Are you the weight you want to be? Do you have trouble finding a workout partner to depend on? Do you need someone to be accountable to? That's why this blog is here!

Saturday, January 15, 2011

Weight Not, Want Not

There is a reason that the only pictures of myself I can find are from the shoulders up. Because I can't stand to be reminded of the fact that I am the largest I have ever been in my life, sadly even including pregnancy. I have never weighed more than I do right now....never. And I'm going to do something that is so taboo it's so rarely been done I'm going to announce to the world how much I weigh. Why? Because I hope never to see this number again. This is the weight according to my home scale which is what I plan to use to weigh myself on each time I do a weigh in (hopefully once a week) and the ugly number is:............

241
Now in all fairness I am a tall woman.
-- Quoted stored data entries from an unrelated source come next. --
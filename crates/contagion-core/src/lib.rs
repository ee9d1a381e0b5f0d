//! # contagion-core
//!
//! Propagation analysis for emotional contagion in reply threads.
//!
//! The input is a static batch of labeled parent/child pairs: one macro
//! emotion label and one valence score per side, plus the reply depth. From
//! that batch the engine derives
//!
//! - parent→child valence correlation (Pearson and Spearman),
//! - the macro-label transition matrix,
//! - a per-emotion propagation strength ranking,
//! - a depth decay curve with a fitted model,
//! - significance tests against an independence null,
//! - per-thread outliers.
//!
//! ## Quick Start
//!
//! ```no_run
//! use std::path::Path;
//!
//! use contagion_core::{AnalysisConfig, ContagionEngine, Dataset, Taxonomy};
//!
//! let taxonomy = Taxonomy::goemotions();
//! let dataset = Dataset::load(Path::new("pairs.csv"), &taxonomy)?;
//! let engine = ContagionEngine::new(taxonomy, AnalysisConfig::default())?;
//! let report = engine.analyze(&dataset);
//! println!("{}", report.to_json_pretty()?);
//! # Ok::<(), contagion_core::ContagionError>(())
//! ```
//!
//! Components never abort the run on thin data: each report section is an
//! [`Outcome`] that either holds a value or says why it has none.

pub mod config;
pub mod correlation;
pub mod dataset;
pub mod decay;
pub mod engine;
pub mod error;
pub mod outcome;
pub mod outliers;
pub mod propagation;
pub mod significance;
mod stats;
pub mod taxonomy;
pub mod transitions;

pub use config::{AnalysisConfig, DecayMetric, OutlierStatistic};
pub use correlation::{CorrelationReport, CorrelationStat};
pub use dataset::{Dataset, LabeledPair, REQUIRED_COLUMNS};
pub use decay::{DecayCurve, DecayFit, DecayParameters, DepthPoint, FitCandidate};
pub use engine::{AnalysisReport, ContagionEngine, REPORT_VERSION, ReportMeta};
pub use error::{ContagionError, Result, RowIssue, ValidationReport};
pub use outcome::Outcome;
pub use outliers::{OutlierRecord, OutlierReport, PropagatorCategory};
pub use propagation::PropagationScore;
pub use significance::{
    ChiSquareResult, DepthChiSquare, PermutationTest, ProportionGroup, SignificanceReport,
    TwoProportionZ,
};
pub use taxonomy::{Classification, FineLabel, Taxonomy};
pub use transitions::{TransitionMatrix, TransitionRow};

/// Library version.
pub const VERSION: &str = env!("CARGO_PKG_VERSION");
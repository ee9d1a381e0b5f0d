//! Emotion taxonomy: fine-grained labels → macro category + valence weight.
//!
//! The default table covers the GoEmotions label set. A [`Taxonomy`] is a plain
//! owned value handed to every component that needs it, so tests can build
//! small synthetic taxonomies with [`Taxonomy::new`].

use std::collections::HashMap;

use serde::{Deserialize, Serialize};

use crate::error::{ContagionError, Result};

/// Macro categories of the default taxonomy, in reporting order.
pub const MACRO_LABELS: [&str; 6] = ["joy", "anger", "sadness", "fear", "other_negative", "neutral"];

/// Category that unknown fine labels fall back to.
pub const FALLBACK_MACRO: &str = "neutral";

/// (fine label, macro category, valence weight).
const GOEMOTIONS: &[(&str, &str, f64)] = &[
    // Positive affect
    ("admiration", "joy", 0.7),
    ("amusement", "joy", 0.8),
    ("approval", "joy", 0.6),
    ("caring", "joy", 0.6),
    ("excitement", "joy", 0.8),
    ("gratitude", "joy", 0.9),
    ("joy", "joy", 1.0),
    ("love", "joy", 0.9),
    ("optimism", "joy", 0.8),
    ("pride", "joy", 0.7),
    ("relief", "joy", 0.6),
    // Anger and frustration
    ("anger", "anger", -0.9),
    ("annoyance", "anger", -0.6),
    ("disappointment", "anger", -0.7),
    ("disapproval", "anger", -0.6),
    // Sadness and loss
    ("grief", "sadness", -0.9),
    ("remorse", "sadness", -0.7),
    ("sadness", "sadness", -0.8),
    // Fear and anxiety
    ("fear", "fear", -0.8),
    ("nervousness", "fear", -0.6),
    // Other negative
    ("confusion", "other_negative", -0.3),
    ("embarrassment", "other_negative", -0.5),
    ("disgust", "other_negative", -0.8),
    // Neutral, informational or ambiguous
    ("neutral", "neutral", 0.0),
    ("realization", "neutral", 0.0),
    ("surprise", "neutral", 0.0),
    ("curiosity", "neutral", 0.1),
    ("desire", "neutral", 0.2),
    ("example_very_unclear", "neutral", 0.0),
];

/// One fine-grained label entry.
#[derive(Debug, Clone, Serialize, Deserialize, PartialEq)]
pub struct FineLabel {
    pub name: String,
    pub macro_label: String,
    pub valence: f64,
}

/// Macro category and valence assigned to a label or a set of labels.
#[derive(Debug, Clone, Serialize, PartialEq)]
pub struct Classification {
    pub macro_label: String,
    pub valence: f64,
}

/// Immutable lookup table shared by every component.
#[derive(Debug, Clone, PartialEq)]
pub struct Taxonomy {
    macros: Vec<String>,
    fine: Vec<FineLabel>,
    index: HashMap<String, usize>,
    fallback: String,
}

fn normalize(label: &str) -> String {
    label.trim().to_lowercase()
}

impl Taxonomy {
    /// Build a taxonomy from explicit parts.
    ///
    /// Rejects empty macro sets, duplicate names, fine labels mapped to an
    /// unlisted macro, valences outside [-1, 1], and an unlisted fallback.
    pub fn new(macros: Vec<String>, fine: Vec<FineLabel>, fallback: &str) -> Result<Self> {
        let macros: Vec<String> = macros.iter().map(|m| normalize(m)).collect();
        if macros.is_empty() {
            return Err(ContagionError::Taxonomy("no macro categories".into()));
        }
        for (i, m) in macros.iter().enumerate() {
            if m.is_empty() {
                return Err(ContagionError::Taxonomy("empty macro category name".into()));
            }
            if macros[..i].contains(m) {
                return Err(ContagionError::Taxonomy(format!("duplicate macro category '{m}'")));
            }
        }
        let fallback = normalize(fallback);
        if !macros.contains(&fallback) {
            return Err(ContagionError::Taxonomy(format!(
                "fallback category '{fallback}' is not a macro category"
            )));
        }

        let mut index = HashMap::with_capacity(fine.len());
        let mut entries = Vec::with_capacity(fine.len());
        for label in fine {
            let name = normalize(&label.name);
            let macro_label = normalize(&label.macro_label);
            if !macros.contains(&macro_label) {
                return Err(ContagionError::Taxonomy(format!(
                    "label '{name}' maps to unknown category '{macro_label}'"
                )));
            }
            if !label.valence.is_finite() || !(-1.0..=1.0).contains(&label.valence) {
                return Err(ContagionError::Taxonomy(format!(
                    "label '{name}' has valence {} outside [-1, 1]",
                    label.valence
                )));
            }
            if index.insert(name.clone(), entries.len()).is_some() {
                return Err(ContagionError::Taxonomy(format!("duplicate label '{name}'")));
            }
            entries.push(FineLabel {
                name,
                macro_label,
                valence: label.valence,
            });
        }

        Ok(Self {
            macros,
            fine: entries,
            index,
            fallback,
        })
    }

    /// The built-in GoEmotions taxonomy.
    pub fn goemotions() -> Self {
        let macros: Vec<String> = MACRO_LABELS.iter().map(|m| m.to_string()).collect();
        let fine: Vec<FineLabel> = GOEMOTIONS
            .iter()
            .map(|&(name, macro_label, valence)| FineLabel {
                name: name.to_string(),
                macro_label: macro_label.to_string(),
                valence,
            })
            .collect();
        let index = fine
            .iter()
            .enumerate()
            .map(|(i, f)| (f.name.clone(), i))
            .collect();
        Self {
            macros,
            fine,
            index,
            fallback: FALLBACK_MACRO.to_string(),
        }
    }

    /// Macro categories in reporting order.
    pub fn macros(&self) -> &[String] {
        &self.macros
    }

    pub fn fine_labels(&self) -> &[FineLabel] {
        &self.fine
    }

    pub fn fallback(&self) -> &str {
        &self.fallback
    }

    /// Position of a macro category in [`Taxonomy::macros`].
    pub fn macro_index(&self, label: &str) -> Option<usize> {
        let label = normalize(label);
        self.macros.iter().position(|m| *m == label)
    }

    pub fn contains_macro(&self, label: &str) -> bool {
        self.macro_index(label).is_some()
    }

    /// Classify one fine label. Unknown labels map to the fallback with valence 0.
    pub fn classify(&self, fine_label: &str) -> Classification {
        match self.index.get(&normalize(fine_label)) {
            Some(&i) => Classification {
                macro_label: self.fine[i].macro_label.clone(),
                valence: self.fine[i].valence,
            },
            None => Classification {
                macro_label: self.fallback.clone(),
                valence: 0.0,
            },
        }
    }

    /// Collapse a comment's active fine labels into one macro label and valence.
    ///
    /// No active labels gives the fallback with valence 0. Otherwise the macro
    /// with the most active labels wins (ties go to the one reached first) and
    /// valence is the mean weight of the active labels.
    pub fn resolve<'a, I>(&self, active: I) -> Classification
    where
        I: IntoIterator<Item = &'a str>,
    {
        let mut counts: Vec<(String, usize)> = Vec::new();
        let mut valence_sum = 0.0;
        let mut n = 0usize;

        for label in active {
            let c = self.classify(label);
            valence_sum += c.valence;
            n += 1;
            match counts.iter_mut().find(|(m, _)| *m == c.macro_label) {
                Some((_, count)) => *count += 1,
                None => counts.push((c.macro_label, 1)),
            }
        }

        if n == 0 {
            return Classification {
                macro_label: self.fallback.clone(),
                valence: 0.0,
            };
        }

        let mut best = 0;
        for (i, (_, count)) in counts.iter().enumerate() {
            if *count > counts[best].1 {
                best = i;
            }
        }
        Classification {
            macro_label: counts.swap_remove(best).0,
            valence: valence_sum / n as f64,
        }
    }
}

impl Default for Taxonomy {
    fn default() -> Self {
        Self::goemotions()
    }
}

#[cfg(test)]
mod tests {
    use super::*;

    fn tiny() -> Taxonomy {
        Taxonomy::new(
            vec!["up".into(), "down".into(), "flat".into()],
            vec![
                FineLabel { name: "glad".into(), macro_label: "up".into(), valence: 0.5 },
                FineLabel { name: "sad".into(), macro_label: "down".into(), valence: -0.5 },
            ],
            "flat",
        )
        .unwrap()
    }

    #[test]
    fn test_default_covers_all_macros() {
        let t = Taxonomy::goemotions();
        assert_eq!(t.macros().len(), MACRO_LABELS.len());
        for m in MACRO_LABELS {
            assert!(t.fine_labels().iter().any(|f| f.macro_label == m), "{m} unused");
        }
        assert_eq!(t.fine_labels().len(), 29);
        let surprise = t.classify("surprise");
        assert_eq!(surprise.macro_label, "neutral");
        assert_eq!(surprise.valence, 0.0);
        assert!(t.fine_labels().iter().any(|f| f.name == "surprise"));
    }

    #[test]
    fn test_default_passes_own_validation() {
        let t = Taxonomy::goemotions();
        let rebuilt = Taxonomy::new(
            t.macros().to_vec(),
            t.fine_labels().to_vec(),
            t.fallback(),
        )
        .unwrap();
        assert_eq!(rebuilt, t);
    }

    #[test]
    fn test_classify_known_labels() {
        let t = Taxonomy::goemotions();
        let c = t.classify("gratitude");
        assert_eq!(c.macro_label, "joy");
        assert!((c.valence - 0.9).abs() < 1e-12);
        assert_eq!(t.classify("nervousness").macro_label, "fear");
        assert_eq!(t.classify("disgust").macro_label, "other_negative");
        assert_eq!(t.classify(" Anger ").macro_label, "anger");
    }

    #[test]
    fn test_classify_unknown_falls_back() {
        let t = Taxonomy::goemotions();
        let c = t.classify("schadenfreude");
        assert_eq!(c.macro_label, "neutral");
        assert_eq!(c.valence, 0.0);
    }

    #[test]
    fn test_classification_is_stable_across_instances() {
        let a = Taxonomy::goemotions();
        let b = Taxonomy::default();
        for f in a.fine_labels() {
            assert_eq!(a.classify(&f.name), b.classify(&f.name));
        }
    }

    #[test]
    fn test_resolve_empty_is_fallback() {
        let t = Taxonomy::goemotions();
        let c = t.resolve(std::iter::empty());
        assert_eq!(c.macro_label, "neutral");
        assert_eq!(c.valence, 0.0);
    }

    #[test]
    fn test_resolve_majority_and_mean_valence() {
        let t = Taxonomy::goemotions();
        let c = t.resolve(["anger", "annoyance", "joy"]);
        assert_eq!(c.macro_label, "anger");
        assert!((c.valence - (-0.9 - 0.6 + 1.0) / 3.0).abs() < 1e-12);
    }

    #[test]
    fn test_resolve_tie_goes_to_first_reached() {
        let t = Taxonomy::goemotions();
        assert_eq!(t.resolve(["fear", "joy"]).macro_label, "fear");
        assert_eq!(t.resolve(["joy", "fear"]).macro_label, "joy");
    }

    #[test]
    fn test_synthetic_taxonomy() {
        let t = tiny();
        assert_eq!(t.macro_index("down"), Some(1));
        assert_eq!(t.classify("unknown").macro_label, "flat");
        assert_eq!(t.resolve(["glad", "glad", "sad"]).macro_label, "up");
    }

    #[test]
    fn test_new_rejects_bad_valence() {
        let err = Taxonomy::new(
            vec!["a".into()],
            vec![FineLabel { name: "x".into(), macro_label: "a".into(), valence: 1.5 }],
            "a",
        );
        assert!(matches!(err, Err(ContagionError::Taxonomy(_))));
    }

    #[test]
    fn test_new_rejects_unknown_macro_and_fallback() {
        let bad_macro = Taxonomy::new(
            vec!["a".into()],
            vec![FineLabel { name: "x".into(), macro_label: "b".into(), valence: 0.0 }],
            "a",
        );
        assert!(bad_macro.is_err());
        assert!(Taxonomy::new(vec!["a".into()], vec![], "z").is_err());
        assert!(Taxonomy::new(vec![], vec![], "a").is_err());
    }
}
I spent most of my adult life thinking I was 5'10" but found out a few years ago that all this weight is weighing me down and I'm actually only 5' 9 1/2" it may not make much of a differnce but it does to me, somewhere down the line someone rounded my height up and it was a number I've always known as my height and on this blog I plan to be completely honest about everything so that's the honest truth of my height.
Sad to say that as I mentioned before the only pictures of my body below the shoulders is with one of my kids hiding the front of me, so I'll be taking a picture in the next day or so to use as my before picture....my fat picture as it were.....because I hope that eventually there will be thin pictures of me too. I don't dare hope to ever refer to myself as skinny. That word, even if it ever described me, carries with it some negativity because skinny does not always mean healthy. And health is the point of all of this.
The point of this blog is that you the reader are who I plan to be accountable to. I can't ever seem to find a workout partner that sticks around for very long and my schedule of when I can workout isn't the best either. So you are my partner, and I'll be yours. If you want to comment about something you're doing that works for you, that would be great. I know very few people who are the weight they want to be, this blog is my effort to use my own poor motivation to motivate myself and others, share workout ideas, and track my own progress as I attempt to become a healthier person, one blog post at a time.
Today I chose apples instead of crackers for a mid morning snack....and I took a first step in the right direction.

1 comment:

  1. Good Luck with everything Vera! I too am the heaviest I have been and don't like it! I'm like you I hate my pictures taken from the shoulders below, because I don't want to look at how big I have gotten with each pregnancy, I blame the weight gain on my Genes...we don't have the greatest genes when it comes to Weight, and I plan on changing that starting Monday! So I'll be your partner, Go to SparkPeople.com It's a weightloss site to help you track your progress and give you ideas on how to fix meals and such.To a new year and new us!